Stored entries
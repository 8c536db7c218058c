use marquee_config::Config;
use marquee_store::{Mailer, Store};
use std::sync::Arc;
use crate::comments::CommentService;
use crate::movies::MovieService;
use crate::otp::{OtpService, OtpSettings};
use crate::premieres::PremiereService;
use crate::ratings::{RatingFeed, RatingService};
use crate::session::{AdminPolicy, SessionSigner};
use crate::tickets::TicketService;
use crate::views::ViewService;
use crate::wishlist::WishlistService;
use crate::CoreResult;

/// Every domain service wired to one store, mailer and session secret
#[derive(Clone)]
pub struct Services {
    pub store: Arc<dyn Store>,
    pub signer: Arc<SessionSigner>,
    pub otp: Arc<OtpService>,
    pub ratings: Arc<RatingService>,
    pub views: Arc<ViewService>,
    pub movies: Arc<MovieService>,
    pub comments: Arc<CommentService>,
    pub premieres: Arc<PremiereService>,
    pub tickets: Arc<TicketService>,
    pub wishlist: Arc<WishlistService>,
}

impl Services {
    pub fn new(
        config: &Config,
        store: Arc<dyn Store>,
        mailer: Arc<dyn Mailer>,
        session_secret: &str,
    ) -> CoreResult<Self> {
        let policy = Arc::new(AdminPolicy::new(config.admin_emails()));
        let signer = Arc::new(SessionSigner::new(session_secret, policy)?);
        let feed = RatingFeed::new();

        Ok(Self {
            otp: Arc::new(OtpService::new(
                store.clone(),
                mailer,
                signer.clone(),
                OtpSettings::from(&config.otp),
            )),
            ratings: Arc::new(RatingService::new(store.clone(), feed.clone())),
            views: Arc::new(ViewService::new(store.clone())),
            movies: Arc::new(MovieService::new(store.clone(), feed)),
            comments: Arc::new(CommentService::new(store.clone())),
            premieres: Arc::new(PremiereService::new(store.clone())),
            tickets: Arc::new(TicketService::new(
                store.clone(),
                config.tickets.format,
                config.tickets.max_batch,
            )),
            wishlist: Arc::new(WishlistService::new(store.clone())),
            signer,
            store,
        })
    }
}
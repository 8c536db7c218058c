use chrono::{DateTime, Utc};
use serde::{Deserialize, Serialize};
use crate::ids::Email;

/// Persisted one-time passcode for admin login
///
/// Records are keyed by email and expire; they are deleted on successful use,
/// on detected expiry or exhaustion, and by the periodic sweeper.
#[derive(Debug, Clone, Serialize, Deserialize, PartialEq)]
#[serde(rename_all = "camelCase")]
pub struct OtpRecord {
    pub id: String,
    pub email: Email,
    pub code: String,
    pub created_at: DateTime<Utc>,
    pub expires_at: DateTime<Utc>,
    pub attempts: u32,
}

impl OtpRecord {
    pub fn is_expired(&self, now: DateTime<Utc>) -> bool {
        now > self.expires_at
    }
}
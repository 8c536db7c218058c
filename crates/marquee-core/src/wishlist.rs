use chrono::Utc;
use marquee_models::WishlistItem;
use marquee_store::{MovieStore, Store, WishlistStore};
use std::sync::Arc;
use tracing::debug;
use crate::{CoreError, CoreResult};

fn user(user_id: &str) -> CoreResult<&str> {
    let user_id = user_id.trim();
    if user_id.is_empty() {
        return Err(CoreError::validation("userId required"));
    }
    Ok(user_id)
}

pub struct WishlistService {
    store: Arc<dyn Store>,
}

impl WishlistService {
    pub fn new(store: Arc<dyn Store>) -> Self {
        Self { store }
    }

    /// Add the movie, snapshotting its title and poster. Adding twice is a no-op.
    pub async fn add(&self, user_id: &str, movie_id: &str) -> CoreResult<WishlistItem> {
        let user_id = user(user_id)?;
        let movie = self
            .store
            .get_movie(movie_id)
            .await?
            .ok_or_else(|| CoreError::not_found("movie", movie_id))?;

        let item = WishlistItem {
            user_id: user_id.to_string(),
            movie_id: movie.id,
            title: movie.title,
            poster_image: movie.poster_image,
            added_at: Utc::now(),
        };
        let added = self.store.add_to_wishlist(item.clone()).await?;
        debug!(operation = "wishlist_add", user_id, movie_id, added, "Wishlist updated");
        Ok(item)
    }

    pub async fn remove(&self, user_id: &str, movie_id: &str) -> CoreResult<bool> {
        let user_id = user(user_id)?;
        let removed = self.store.remove_from_wishlist(user_id, movie_id).await?;
        debug!(operation = "wishlist_remove", user_id, movie_id, removed, "Wishlist updated");
        Ok(removed)
    }

    /// Flip membership; returns whether the movie is on the list afterwards
    pub async fn toggle(&self, user_id: &str, movie_id: &str) -> CoreResult<bool> {
        if self.remove(user_id, movie_id).await? {
            return Ok(false);
        }
        self.add(user_id, movie_id).await?;
        Ok(true)
    }

    pub async fn contains(&self, user_id: &str, movie_id: &str) -> CoreResult<bool> {
        let user_id = user(user_id)?;
        Ok(self.store.wishlist_contains(user_id, movie_id).await?)
    }

    pub async fn list(&self, user_id: &str) -> CoreResult<Vec<WishlistItem>> {
        let user_id = user(user_id)?;
        Ok(self.store.wishlist_for_user(user_id).await?)
    }
}

#[cfg(test)]
mod tests {
    use super::*;
    use marquee_models::{Movie, MovieDraft};
    use marquee_store::EmbeddedStore;

    #[tokio::test]
    async fn test_toggle_and_list() {
        let store = Arc::new(EmbeddedStore::in_memory());
        let movie = Movie::from_draft(
            "m1".to_string(),
            MovieDraft {
                title: "Dune".to_string(),
                poster_image: Some("https://img/dune.jpg".to_string()),
                ..MovieDraft::default()
            },
            Utc::now(),
        );
        store.insert_movie(movie).await.unwrap();
        let service = WishlistService::new(store);

        assert!(service.toggle("u1", "m1").await.unwrap());
        assert!(service.contains("u1", "m1").await.unwrap());
        assert!(!service.contains("u2", "m1").await.unwrap());

        let items = service.list("u1").await.unwrap();
        assert_eq!(items.len(), 1);
        assert_eq!(items[0].title, "Dune");

        assert!(!service.toggle("u1", "m1").await.unwrap());
        assert!(service.list("u1").await.unwrap().is_empty());
    }

    #[tokio::test]
    async fn test_requires_user_and_movie() {
        let service = WishlistService::new(Arc::new(EmbeddedStore::in_memory()));
        assert!(matches!(service.add(" ", "m1").await, Err(CoreError::Validation(_))));
        assert!(matches!(service.add("u1", "m1").await, Err(CoreError::NotFound { .. })));
    }
}
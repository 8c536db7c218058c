use chrono::{DateTime, Utc};
use marquee_models::{PaymentKind, Premiere, PremiereDraft, PremiereStatus, TicketPolicy};
use marquee_store::{MovieStore, PremiereStore, Store};
use serde::Serialize;
use std::sync::Arc;
use tracing::info;
use crate::movies::normalize_embed_link;
use crate::{CoreError, CoreResult};

/// Premiere with its status at the time of the request
#[derive(Debug, Clone, Serialize)]
#[serde(rename_all = "camelCase")]
pub struct PremiereView {
    #[serde(flatten)]
    pub premiere: Premiere,
    pub status: PremiereStatus,
}

impl PremiereView {
    pub fn at(premiere: Premiere, now: DateTime<Utc>) -> Self {
        let status = premiere.status_at(now);
        Self { premiere, status }
    }
}

fn validate(draft: &mut PremiereDraft) -> CoreResult<()> {
    draft.title = draft.title.trim().to_string();
    draft.movie_id = draft.movie_id.trim().to_string();
    if draft.title.is_empty() {
        return Err(CoreError::validation("Title is required"));
    }
    if draft.movie_id.is_empty() {
        return Err(CoreError::validation("movieId is required"));
    }
    if draft.ends_at <= draft.starts_at {
        return Err(CoreError::validation("End time must be after start time"));
    }

    match draft.policy {
        TicketPolicy::Limited if !matches!(draft.max_seats, Some(n) if n > 0) => {
            return Err(CoreError::validation("Limited premieres need maxSeats greater than 0"));
        }
        TicketPolicy::Paid if !draft.payment.enabled || draft.payment.kind == PaymentKind::None => {
            return Err(CoreError::validation("Paid premieres need a payment method"));
        }
        _ => {}
    }

    if draft.payment.enabled {
        match draft.payment.kind {
            PaymentKind::Upi if draft.payment.upi_id.as_deref().map_or(true, |s| s.trim().is_empty()) => {
                return Err(CoreError::validation("UPI payments need a upiId"));
            }
            PaymentKind::Link if draft.payment.link.as_deref().map_or(true, |s| s.trim().is_empty()) => {
                return Err(CoreError::validation("Link payments need a payment link"));
            }
            _ => {}
        }
    }
    if let Some(price) = draft.payment.price {
        if !price.is_finite() || price < 0.0 {
            return Err(CoreError::validation("price must be a non-negative number"));
        }
    }

    draft.embed_link = draft
        .embed_link
        .take()
        .map(|link| normalize_embed_link(&link))
        .filter(|link| !link.is_empty());
    Ok(())
}

pub struct PremiereService {
    store: Arc<dyn Store>,
}

impl PremiereService {
    pub fn new(store: Arc<dyn Store>) -> Self {
        Self { store }
    }

    pub async fn create(&self, mut draft: PremiereDraft, created_by: &str) -> CoreResult<Premiere> {
        validate(&mut draft)?;
        if self.store.get_movie(&draft.movie_id).await?.is_none() {
            return Err(CoreError::validation("movieId does not match a movie"));
        }

        let premiere = Premiere::from_draft(
            uuid::Uuid::new_v4().simple().to_string(),
            draft,
            created_by.to_string(),
            Utc::now(),
        );
        self.store.insert_premiere(premiere.clone()).await?;
        info!(
            operation = "create_premiere",
            premiere_id = %premiere.id,
            policy = ?premiere.policy,
            created_by,
            "Premiere created"
        );
        Ok(premiere)
    }

    pub async fn get(&self, id: &str) -> CoreResult<PremiereView> {
        let premiere = self
            .store
            .get_premiere(id)
            .await?
            .ok_or_else(|| CoreError::not_found("premiere", id))?;
        Ok(PremiereView::at(premiere, Utc::now()))
    }

    /// Newest first
    pub async fn list(&self) -> CoreResult<Vec<PremiereView>> {
        let now = Utc::now();
        Ok(self
            .store
            .list_premieres()
            .await?
            .into_iter()
            .map(|p| PremiereView::at(p, now))
            .collect())
    }
}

▶ TASK REQUIREMENTS: Across the data, pull every line containing the string "OtpRecord".

▶ WRITTEN REPLY:
pub struct OtpRecord {
impl OtpRecord {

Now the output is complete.